Written by Gale McMillan and taken from:
http://www.snipercountry.com/Articles/B ... reakIn.asp

More from Mr. McMillan: http://www.aboutguns.net/mcmillan.html

So now I don't worry about breaking in a barrel. I shoot it and clean it as needed. Incidentally, I also no longer try to remove all of the copper from the bore as in most factory barrels there are microscopic deformities in the barrel that this copper fills in, remove it all and you are essentially staring all over from scratch. Now I'm not saying that I don't remove some of the copper fouling, I just don't get so anal about removing all traces of it any more.

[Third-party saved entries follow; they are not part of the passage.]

//! Change Capture and Persistence
//!
//! Translates tree mutations into an ordered stream of persist operations
//! against a transactional sink.
//!
//! ## Components
//!
//! - [`Persister`]: the sink contract
//! - [`PersisterListener`]: tree listener replaying events as persist calls
//! - [`Converter`]: maps property values to persistable primitives
//! - [`RecordingPersister`]: in-memory sink keeping the operation log
//! - [`SqlitePersister`]: durable sink in a SQLite file
//!
//! ## Operation ordering
//!
//! Subtrees are persisted pre-order: a node's `PersistObject` is followed by
//! its `PersistProperty` calls, then each child in index order. Every
//! top-level subtree write is bracketed by `Begin`/`Commit`.

mod converter;
mod listener;
mod recording;
mod schema;
mod sqlite;

pub use converter::{ConversionError, Converter, DataTypeRegistry};
pub use listener::PersisterListener;
pub use recording::RecordingPersister;
pub use schema::SINK_SCHEMA_VERSION;
pub use sqlite::{SqlitePersister, StoredObject, StoredProperty};

use serde::Serialize;
use thiserror::Error;
use uuid::Uuid;

use crate::value::{DataType, SimpleValue};

/// Errors raised by persistence sinks
#[derive(Debug, Error)]
pub enum PersistenceError {
    #[error("Sink rejected {operation}: {reason}")]
    Rejected {
        operation: &'static str,
        reason: String,
    },

    #[error("SQLite error: {0}")]
    Sqlite(#[from] rusqlite::Error),

    #[error("Conversion error: {0}")]
    Conversion(#[from] ConversionError),

    #[error("Transaction error: {0}")]
    Transaction(String),

    #[error("Node {0} is not in the tree")]
    UnknownNode(Uuid),

    #[error("Schema version mismatch: expected {expected}, found {found}")]
    SchemaVersionMismatch { expected: String, found: String },

    #[error("Stored value is corrupt: {0}")]
    Corrupt(String),

    #[error("IO error: {0}")]
    Io(#[from] std::io::Error),
}

/// Durable sink for persist operations.
pub trait Persister: Send {
    fn begin(&mut self, label: &str) -> Result<(), PersistenceError>;

    fn commit(&mut self) -> Result<(), PersistenceError>;

    fn rollback(&mut self) -> Result<(), PersistenceError>;

    fn persist_object(
        &mut self,
        uuid: Uuid,
        object_type: &str,
        parent: Option<Uuid>,
        index: usize,
    ) -> Result<(), PersistenceError>;

    fn persist_property(
        &mut self,
        uuid: Uuid,
        property: &str,
        data_type: DataType,
        old: Option<&SimpleValue>,
        new: Option<&SimpleValue>,
    ) -> Result<(), PersistenceError>;

    /// Remove `child` and, in the sink, everything beneath it
    fn remove_object(&mut self, parent: Uuid, child: Uuid) -> Result<(), PersistenceError>;
}

/// Kind of a [`PersistOperation`]
#[derive(Debug, Clone, Copy, PartialEq, Eq, Hash, Serialize)]
#[serde(rename_all = "snake_case")]
pub enum OperationKind {
    Begin,
    Commit,
    Rollback,
    PersistObject,
    PersistProperty,
    RemoveObject,
}

impl OperationKind {
    pub fn as_str(&self) -> &'static str {
        match self {
            OperationKind::Begin => "begin",
            OperationKind::Commit => "commit",
            OperationKind::Rollback => "rollback",
            OperationKind::PersistObject => "persist_object",
            OperationKind::PersistProperty => "persist_property",
            OperationKind::RemoveObject => "remove_object",
        }
    }
}

/// One call made against a [`Persister`]
#[derive(Debug, Clone, PartialEq, Serialize)]
#[serde(tag = "op", rename_all = "snake_case")]
pub enum PersistOperation {
    Begin {
        label: String,
    },
    Commit,
    Rollback,
    PersistObject {
        uuid: Uuid,
        object_type: String,
        parent: Option<Uuid>,
        index: usize,
    },
    PersistProperty {
        uuid: Uuid,
        property: String,
        data_type: DataType,
        old: Option<SimpleValue>,
        new: Option<SimpleValue>,
    },
    RemoveObject {
        parent: Uuid,
        child: Uuid,
    },
}

impl PersistOperation {
    pub fn kind(&self) -> OperationKind {
        match self {
            PersistOperation::Begin { .. } => OperationKind::Begin,
            PersistOperation::Commit => OperationKind::Commit,
            PersistOperation::Rollback => OperationKind::Rollback,
            PersistOperation::PersistObject { .. } => OperationKind::PersistObject,
            PersistOperation::PersistProperty { .. } => OperationKind::PersistProperty,
            PersistOperation::RemoveObject { .. } => OperationKind::RemoveObject,
        }
    }
}
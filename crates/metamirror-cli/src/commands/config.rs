//! Config command - create, inspect and edit configuration files
//!
//! - `init` writes a default config file (local or global)
//! - `set` changes one value in the local or global file
//! - `show` prints the effective configuration
//! - `path` lists where configuration is read from

use std::path::{Path, PathBuf};

use anyhow::{Context, Result};
use clap::Subcommand;
use metamirror_config::{ConfigLoader, MirrorConfig};
use serde::Serialize;

use super::print_info;
use crate::GlobalOptions;

/// Config management commands
#[derive(Subcommand, Debug)]
pub enum ConfigCommand {
    /// Create a config file with default values if none exists
    Init(InitArgs),

    /// Set a configuration value
    Set(SetArgs),

    /// Show the effective configuration
    Show(ShowArgs),

    /// Show configuration file paths
    Path(PathArgs),
}

#[derive(clap::Args, Debug)]
pub struct InitArgs {
    /// Create ~/.metamirror/config.toml instead of the local file
    #[arg(long)]
    global: bool,
}

#[derive(clap::Args, Debug)]
pub struct SetArgs {
    /// Configuration key (e.g. "pool.max_active", "data_sources.shop.url")
    key: String,

    /// Value to set; an empty value clears optional data source fields
    value: String,

    /// Set in global config (~/.metamirror/config.toml) instead of local
    #[arg(long)]
    global: bool,
}

#[derive(clap::Args, Debug)]
pub struct ShowArgs {
    /// Output as JSON
    #[arg(long)]
    json: bool,
}

#[derive(clap::Args, Debug)]
pub struct PathArgs {
    /// Output as JSON
    #[arg(long)]
    json: bool,
}

/// Configuration paths
#[derive(Debug, Clone, Serialize)]
pub struct ConfigPaths {
    pub global: Option<PathBuf>,
    pub local: PathBuf,
    pub global_exists: bool,
    pub local_exists: bool,
}

pub fn execute(cmd: ConfigCommand, config: &MirrorConfig, global: GlobalOptions) -> Result<()> {
    let root = std::env::current_dir().context("Failed to get current directory")?;
    match cmd {
        ConfigCommand::Init(args) => execute_init(args, &root, global),
        ConfigCommand::Set(args) => execute_set(args, &root, global),
        ConfigCommand::Show(args) => execute_show(args, config),
        ConfigCommand::Path(args) => execute_path(args, &root),
    }
}

fn execute_init(args: InitArgs, root: &Path, global: GlobalOptions) -> Result<()> {
    let loader = ConfigLoader::new();
    let path = if args.global {
        loader.init_global()?
    } else {
        loader.init_local(root)?
    };
    print_info(&format!("Config file: {}", path.display()), global.quiet);
    Ok(())
}

fn execute_set(args: SetArgs, root: &Path, global: GlobalOptions) -> Result<()> {
    let mut loader = ConfigLoader::new();

    let mut config = if args.global {
        loader.load_global()?.unwrap_or_default()
    } else {
        loader.load_local(root)?.unwrap_or_default()
    };

    config
        .set_value(&args.key, &args.value)
        .with_context(|| format!("Failed to set configuration key: {}", args.key))?;
    config.validate()?;

    let scope = if args.global {
        loader.save_global(&config)?;
        "global"
    } else {
        loader.save_local(root, &config)?;
        "local"
    };
    print_info(
        &format!("Set {} = {} in {scope} config", args.key, args.value),
        global.quiet,
    );
    Ok(())
}

fn execute_show(args: ShowArgs, config: &MirrorConfig) -> Result<()> {
    if args.json {
        println!("{}", serde_json::to_string_pretty(config)?);
    } else {
        print!("{}", toml::to_string_pretty(config)?);
    }
    Ok(())
}

fn execute_path(args: PathArgs, root: &Path) -> Result<()> {
    let loader = ConfigLoader::new();
    let global_path = loader.global_config_path();
    let local_path = loader.local_config_path(root);

    let paths = ConfigPaths {
        global_exists: global_path.as_ref().is_some_and(|p| p.exists()),
        local_exists: local_path.exists(),
        global: global_path,
        local: local_path,
    };

    if args.json {
        println!("{}", serde_json::to_string_pretty(&paths)?);
        return Ok(());
    }

    let status = |exists: bool| if exists { "exists" } else { "not found" };
    match paths.global {
        Some(ref path) => println!("Global: {} ({})", path.display(), status(paths.global_exists)),
        None => println!("Global: not available (no home directory)"),
    }
    println!("Local:  {} ({})", paths.local.display(), status(paths.local_exists));
    Ok(())
}

#[cfg(test)]
mod tests {
    use super::*;

    #[test]
    fn test_config_paths_serialization() {
        let paths = ConfigPaths {
            global: Some(PathBuf::from("/home/user/.metamirror/config.toml")),
            local: PathBuf::from("/project/.metamirror/config.toml"),
            global_exists: true,
            local_exists: false,
        };

        let json = serde_json::to_string(&paths).unwrap();
        assert!(json.contains("\"global_exists\":true"));
        assert!(json.contains("\"local_exists\":false"));
    }
}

Zog gave you good advise about the trigger.

Also make sure that you keep the cheek weld consistent, you will not get repeatable accuracy if you mount the rifle with your cheek in a different spot each time.

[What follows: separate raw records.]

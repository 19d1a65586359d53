//! Lazily-populated metadata tree.
//!
//! Databases hang off the tree root. Each database owns a [`PoolManager`];
//! its catalogs, schemas and tables are fetched on first read and reconciled
//! by name on refresh.

use std::collections::HashMap;
use std::sync::Arc;

use tracing::{debug, info, warn};
use uuid::Uuid;

use super::pool::{PoolManager, PoolMetrics, PoolSettings, PooledConnection};
use super::source::{ConnectionFactory, DataSourceParams, MetadataSource};
use super::{MetadataError, SourceError};
use crate::tree::{Node, NodeKind, ObjectTree, PopulationState, PropertyChange};
use crate::value::Value;

pub const URL_PROPERTY: &str = "url";
pub const DRIVER_PROPERTY: &str = "driver";
pub const USER_PROPERTY: &str = "user";
pub const SOURCE_BACKED_PROPERTY: &str = "source_backed";
pub const TABLE_TYPE_PROPERTY: &str = "table_type";
pub const REMARKS_PROPERTY: &str = "remarks";

/// Database properties whose change invalidates the mirrored structure
const RESET_PROPERTIES: [&str; 3] = [URL_PROPERTY, DRIVER_PROPERTY, USER_PROPERTY];

/// Name reported by a database that is not backed by a source
pub const WORKING_COPY_NAME: &str = "Working Copy";
/// Name reported by a database with no data source
pub const NOT_CONFIGURED_NAME: &str = "Not Configured";

struct DatabaseState {
    pool: Arc<PoolManager>,
    catalog_term: Option<String>,
    schema_term: Option<String>,
    source_backed: bool,
}

/// Object tree mirroring the structure of one or more data sources
pub struct MetadataTree {
    tree: ObjectTree,
    databases: HashMap<Uuid, DatabaseState>,
}

impl Default for MetadataTree {
    fn default() -> Self {
        Self::new()
    }
}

Pay close attention to ammo, if you are using factory ammo and do not reload, you will want to try out several different brands and bullet weights to find which one your rifle likes the best, then stick with it.

huntin1


----------



## AKdakota (Apr 3, 2005)

thanks guys,

I've never owned a new gun, just old ones, but I figured just a normal cleaning schedule would work.


----------



## Militant_Tiger (Feb 23, 2004)

I did the break in on my tc classic .22, think i wore the barrel out more than I increased the accuracy. I would not do it again. It seems to me that if the barrel needs to have the nicks in it ground down it will happen with time.


----------



## DuaneinND (Jan 22, 2005)

First off I will say I agree in principal with Gale that in reality the "break" in process should be renamed the "wear" in process, because that is what you are attempting to do is smooth the barrel. I do however use a condensed version of barrel break in with every barrel I install.
I always clean before the first shot. Fire 1 shot and clean the barrel, a good quality ss barrel will clean up in about 5 patches with regular Shooters Choice or something similar. I will shoot 1 more and clean again, the barrel should be "easier" to clean the second time- this is done for 5 shots. The barrel is then ready for accuracy testing. I do clean every 10 shots when testing. When shooting for fun or prairie dogs I will go as high as 50 between cleanings. 
Factory barrels present a different challenge in the fact that they are not lapped after manufacture as are custom barrels. I would use the same process for the fact that it seems like once you burnish(polish) a barrel with the 1 and clean that it does not foul as quickly or as severely.


----------



## Longshot (Feb 9, 2004)

I used to "break in" a barrel on new guns until I also read Gale McMillan's posts. I have since then taken his advice "just shoot it and have fun" and have found no difference in accuracy. In fact one of the rifles I did the break in process on just wouldn't shoot well enough for what I wanted. It lasted 2 months and traded it in for something different. Much happier now.
:sniper:


----------